特殊詐欺に利用されるケースが多かった050から始まるIP電話番号は、携帯電話不正利用防止法の改正で2024年4月から契約時の本人確認義務が必須となり、犯行における利用が減少傾向に。代わって国際電話番号を用いた詐欺電話が主流となっている。
詐欺電話だと分かれば、すぐに切ればよいと考える人もいるだろう。しかし、犯罪グループが無作為にワン切りして、折り返した人に高額な国際通話料金を支払わせる「国際ワン切り詐欺」が横行していることから、注意が必要だ。
被害に遭う確率を減らすためには、怪しい番号には出ないことが肝心だ。そこで昨今、国際電話詐欺でよく利用されている電話番号を確認してみよう。
国際電話詐欺の最多は北米地域番号、うち6割は「+1(844)」から始まる番号
トビラシステムズは、2024年9月に着信件数が多かった不審な国際電話の国番号も調査した。最も多かったのは、「+1」から始まるアメリカ合衆国やカナダなどの北米地域で、次いでトルコ「+90」、イギリス「+44」、ルーマニア「+40」、オーストリア「+43」だった。また、「+1」から始まる番号で特に着信件数が多かった番号帯は、「+1(844)」が67.2%と半数以上を占めた。
犯罪の手法は多岐にわたるが、実在の企業をかたり架空の未納料金を請求する「架空料金請求詐欺」や官公庁をかたる詐欺など、信頼できる法人名を名乗り相手を信じ込ませる手法の詐欺には、特に注意を払う必要がある。

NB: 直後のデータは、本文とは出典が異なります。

//! Leftover artifacts: tracked files with no same-basename source.

#![allow(missing_docs)]

use std::path::{Path, PathBuf};

use crate::logger::events::CleanEvent;
use crate::logger::reporter::{Reporter, emit};
use crate::scanner::classifier::BucketSet;

/// Report every artifact record that correlation did not consume.
///
/// Purely informational; nothing is removed. Returns the full paths in
/// bucket order.
pub fn report_unmatched(
    dir: &Path,
    buckets: &BucketSet,
    reporter: &mut dyn Reporter,
) -> Vec<PathBuf> {
    let source_extension = buckets.source().extension.clone();
    buckets
        .unconsumed_artifacts()
        .map(|(extension, record)| {
            let path = dir.join(format!("{}{extension}", record.basename));
            emit(
                reporter,
                &CleanEvent::Unmatched {
                    path: path.display().to_string(),
                    source_extension: source_extension.clone(),
                },
            );
            path
        })
        .collect()
}
//! Convenience re-exports for library consumers.
//!
//! ```rust,no_run
//! use lintex::prelude::*;
//! ```

// Core
pub use crate::core::config::{CleanPolicy, Config};
pub use crate::core::errors::{LintexError, Result};

// Logger
pub use crate::logger::events::{CleanEvent, Verbosity};
pub use crate::logger::reporter::{ConsoleReporter, JsonReporter, MemoryReporter, Reporter};

// Scanner
pub use crate::scanner::classifier::{DirectoryScan, classify_directory};
pub use crate::scanner::cleaner::{Cleaner, DirectoryReport, RunSummary};
pub use crate::scanner::correlation::{DeletionDecision, Pairing, correlate, decide};
pub use crate::scanner::deletion::{
    Confirmer, DeletionConfig, DeletionExecutor, DeletionReport, PromptConfirmer,
    ScriptedConfirmer,
};
pub use crate::scanner::fs::{Filesystem, RealFs};
pub use crate::scanner::registry::ExtensionRegistry;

たとえば、末尾が「0110」の国際電話番号を使って、警察の電話になりすました「オレオレ詐欺」や総務省になりすます詐欺が急増している。先頭の国番号を除いた部分が実在する総務省の電話番号と一致するものもあり、ぱっと見ただけでは判断が難しい。
詐欺電話に遭う確率を下げるために、「+1」から始まる番号は基本的に出ないこと、着信履歴の番号を確認し、不審な場合は連絡しないことなどが挙げられる。ほかにも、各キャリアが提供している国際電話着信拒否サービスや迷惑電話を着信拒否できるアプリなど、さまざまな方法がある。
一度詐欺電話に出てしまうと、詐欺グループに「カモ」だとみなされ、何度もかかってくることがある。いくつかの手法を組み合わせ、効率的に迷惑電話を拒否することをおすすめする。